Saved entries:
- Opening Delimiter -
//! The reconciled trace graph.

use std::collections::{BTreeMap, BTreeSet};

use serde::Serialize;

use crate::diagnostics::ReconciliationWarning;
use crate::model::{NodeKind, RequirementNode, SourceLocation, TestAnnotationNode};

/// Verification edge between a requirement and one test node.
///
/// Test nodes may share an explicit id, so the edge also names the node's
/// location.
#[derive(Debug, Clone, PartialEq, Eq, PartialOrd, Ord, Hash, Serialize)]
pub struct TraceLink {
    /// The covered requirement.
    pub requirement_id: String,
    /// The covering test.
    pub test_id: String,
    /// Where the covering test was declared.
    pub test_location: SourceLocation,
}

impl TraceLink {
    fn is_from(&self, test: &TestAnnotationNode) -> bool {
        self.test_id == test.id && self.test_location == test.location
    }
}

/// Requirement-to-requirement edge (parent or design item).
#[derive(Debug, Clone, PartialEq, Eq, PartialOrd, Ord, Hash, Serialize)]
pub struct DesignLink {
    /// Requirement declaring the link.
    pub from: String,
    /// Linked requirement.
    pub to: String,
}

/// An identifier a node refers to that matches nothing in the graph.
#[derive(Debug, Clone, PartialEq, Eq, PartialOrd, Ord, Serialize)]
pub struct UnresolvedReference {
    /// Kind of the node holding the reference.
    pub owner_kind: NodeKind,
    /// Id of the node holding the reference.
    pub owner_id: String,
    /// Where the owning node was declared.
    pub location: SourceLocation,
    /// The id that could not be resolved.
    pub missing_id: String,
}

/// Either side of the graph, borrowed.
#[derive(Debug, Clone, Copy, PartialEq, Eq)]
pub enum Node<'a> {
    /// A requirement node.
    Requirement(&'a RequirementNode),
    /// A test node.
    Test(&'a TestAnnotationNode),
}

impl<'a> Node<'a> {
    /// The node's id.
    #[must_use]
    pub fn id(&self) -> &'a str {
        match self {
            Self::Requirement(r) => &r.id,
            Self::Test(t) => &t.id,
        }
    }

    /// Which side of the graph the node sits on.
    #[must_use]
    pub fn kind(&self) -> NodeKind {
        match self {
            Self::Requirement(_) => NodeKind::Requirement,
            Self::Test(_) => NodeKind::Test,
        }
    }

    /// Where the node was declared.
    #[must_use]
    pub fn location(&self) -> &'a SourceLocation {
        match self {
            Self::Requirement(r) => &r.location,
            Self::Test(t) => &t.location,
        }
    }
}

/// Requirements, tests, and the edges between them.
///
/// Built only by [`reconcile`](super::reconcile) and read-only afterwards.
/// Requirements are keyed by id; tests are kept in location order and may
/// share an id when two blocks declare the same explicit one.
#[derive(Debug, Clone, Default, PartialEq, Eq)]
pub struct Graph {
    pub(super) requirements: BTreeMap<String, RequirementNode>,
    pub(super) tests: Vec<TestAnnotationNode>,
    pub(super) links: BTreeSet<TraceLink>,
    pub(super) declared_links: BTreeSet<TraceLink>,
    pub(super) design_links: BTreeSet<DesignLink>,
    pub(super) unresolved: Vec<UnresolvedReference>,
    pub(super) warnings: Vec<ReconciliationWarning>,
}

impl Graph {
    /// Requirements keyed by id.
    #[must_use]
    pub fn requirements(&self) -> &BTreeMap<String, RequirementNode> {
        &self.requirements
    }

    /// Test nodes in file-then-line order.
    #[must_use]
    pub fn tests(&self) -> &[TestAnnotationNode] {
        &self.tests
    }

    /// Edges from test references, sorted by requirement then test.
    #[must_use]
    pub fn links(&self) -> &BTreeSet<TraceLink> {
        &self.links
    }

    /// Edges from requirement `links` entries that name a test.
    ///
    /// These cover the requirement but say nothing about the test's own
    /// references.
    #[must_use]
    pub fn declared_links(&self) -> &BTreeSet<TraceLink> {
        &self.declared_links
    }

    /// Requirement-to-requirement edges.
    #[must_use]
    pub fn design_links(&self) -> &BTreeSet<DesignLink> {
        &self.design_links
    }

    /// References that matched no node.
    #[must_use]
    pub fn unresolved(&self) -> &[UnresolvedReference] {
        &self.unresolved
    }

    /// Conflicts noticed while building the graph.
    #[must_use]
    pub fn warnings(&self) -> &[ReconciliationWarning] {
        &self.warnings
    }

    /// Looks up a requirement by id.
    #[must_use]
    pub fn requirement(&self, id: &str) -> Option<&RequirementNode> {
        self.requirements.get(id)
    }

    /// Every node: requirements in id order, then tests in location order.
    pub fn nodes(&self) -> impl Iterator<Item = Node<'_>> {
        self.requirements
            .values()
            .map(Node::Requirement)
            .chain(self.tests.iter().map(Node::Test))
    }

    /// Ids of the tests verifying `requirement_id`, from either side.
    #[must_use]
    pub fn tests_verifying(&self, requirement_id: &str) -> Vec<&str> {
        let ids: BTreeSet<&str> = self
            .links
            .iter()
            .chain(&self.declared_links)
            .filter(|l| l.requirement_id == requirement_id)
            .map(|l| l.test_id.as_str())
            .collect();
        ids.into_iter().collect()
    }

    /// Ids of the requirements the given test node's own references resolve to.
    #[must_use]
    pub fn requirements_verified_by(&self, test: &TestAnnotationNode) -> Vec<&str> {
        self.links
            .iter()
            .filter(|l| l.is_from(test))
            .map(|l| l.requirement_id.as_str())
            .collect()
    }

    /// Unresolved references held by one node.
    #[must_use]
    pub fn unresolved_for(
        &self,
        kind: NodeKind,
        id: &str,
        location: &SourceLocation,
    ) -> Vec<&str> {
        self.unresolved
            .iter()
            .filter(|u| u.owner_kind == kind && u.owner_id == id && u.location == *location)
            .map(|u| u.missing_id.as_str())
            .collect()
    }
}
- Closing Delimiter -
Exercise:
Search the data for "ReconciliationWarning" and list every line in which it occurs.

Answer below:
use crate::diagnostics::ReconciliationWarning;
    pub(super) warnings: Vec<ReconciliationWarning>,
    pub fn warnings(&self) -> &[ReconciliationWarning] {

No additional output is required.